Let me tell you about the day my cousin Sarah wired $12,700 to ‘Royal Pirates’.
She wasn’t chasing yield. She wasn’t some crypto bro blowing through savings. She was three months out of a divorce, working two part-time jobs, and sleeping on her sister’s couch. She’d just told me over coffee how lonely she felt — how nice it was to finally talk to someone who ‘got her’.
That someone? A ‘Royal Pirates’ recruiter. Profile picture: warm smile, dog in the background, bio that said ‘TH14 builder & real-life dad’. They messaged her after she posted a vague, tired tweet: ‘Anyone else feel like they’re running on fumes?’
That was Stage 1: vulnerability hunting. Not targeting wallets — targeting wounds.
Stage 2 came fast. He asked about her kids. Remembered her birthday. Sent voice notes saying he’d prayed for her ‘peace and provision’. No mention of money for 11 days. Just consistency. Just care. Just *presence* — something she hadn’t felt in years.
Then, Stage 3: ‘By the way… I’ve been using Royal Pirates for 8 months. Not a big deal — just a quiet side thing. My wife uses it too.’ Casual. Unforced. Like mentioning your favorite coffee shop.
Stage 4: He sent screenshots. $327 profit in 48 hours. Then $1,842. Then a ‘withdrawal confirmation’ — fake PDF with a Royal Pirates logo and a fake bank name. He let her ‘try’ $50. She deposited. Two days later: $69.73 showed up. Real money. From *her* bank account — because Royal Pirates had already skimmed the $50 and replaced it with their own cash to simulate returns. Classic seeding.

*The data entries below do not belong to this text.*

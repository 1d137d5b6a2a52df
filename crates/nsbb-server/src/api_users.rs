//! User lookup.

use crate::api::{with_conn, ApiError};
use crate::AppState;
use axum::extract::{Extension, Json, Path};
use nsbb_types::User;
use std::sync::Arc;

/// Handler for `GET /api/users/{username}`.
pub async fn get_user_handler(
    Extension(state): Extension<Arc<AppState>>,
    Path(username): Path<String>,
) -> Result<Json<User>, ApiError> {
    let user = with_conn(state, move |_, conn| {
        nsbb_db::get_user_by_username(conn, &username)?
            .ok_or_else(|| ApiError::NotFound(format!("user not found: {}", username)))
    })
    .await?;
    Ok(Json(user))
}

That’s when trust hardened into belief. And belief is where compound interest math becomes emotional ammunition.
He showed her a ‘projection’: ‘If you put in $5,000 now, at 14.2% daily compounding (yes — that’s what they claimed), in 30 days you’ll have $287,000.’ Let’s do the math — not the fantasy, the reality:
$5,000 × (1 + 0.142)³⁰ = $5,000 × (1.142)³⁰ ≈ $5,000 × 57.4 = $287,000.

Looks real. Sounds real. Feels real — until you remember: no legitimate financial instrument compounds daily at 14.2%. The S&P 500 averages ~10% per year. This isn’t investing — it’s arithmetic theater designed to short-circuit your frontal lobe.
Stage 5 hit hard: ‘Sarah, this window closes Friday. The platform’s adding KYC limits. If you fund $12,700 before midnight, you lock in lifetime VIP status — no fees, priority withdrawals.’ She sold her grandmother’s ring. Wrote the wire. Felt giddy. Hopeful. Seen.
Stage 6 started 47 minutes later: ‘Oops — your account triggered a security review. Just pay the $499 verification fee to unlock withdrawal access.’ She paid. Then $1,299 for ‘tax compliance’. Then $3,450 for ‘anti-money laundering clearance’. Then silence. No refunds. No support. No ‘Royal Pirates’ — just a dead domain and a burner Telegram channel that vanished.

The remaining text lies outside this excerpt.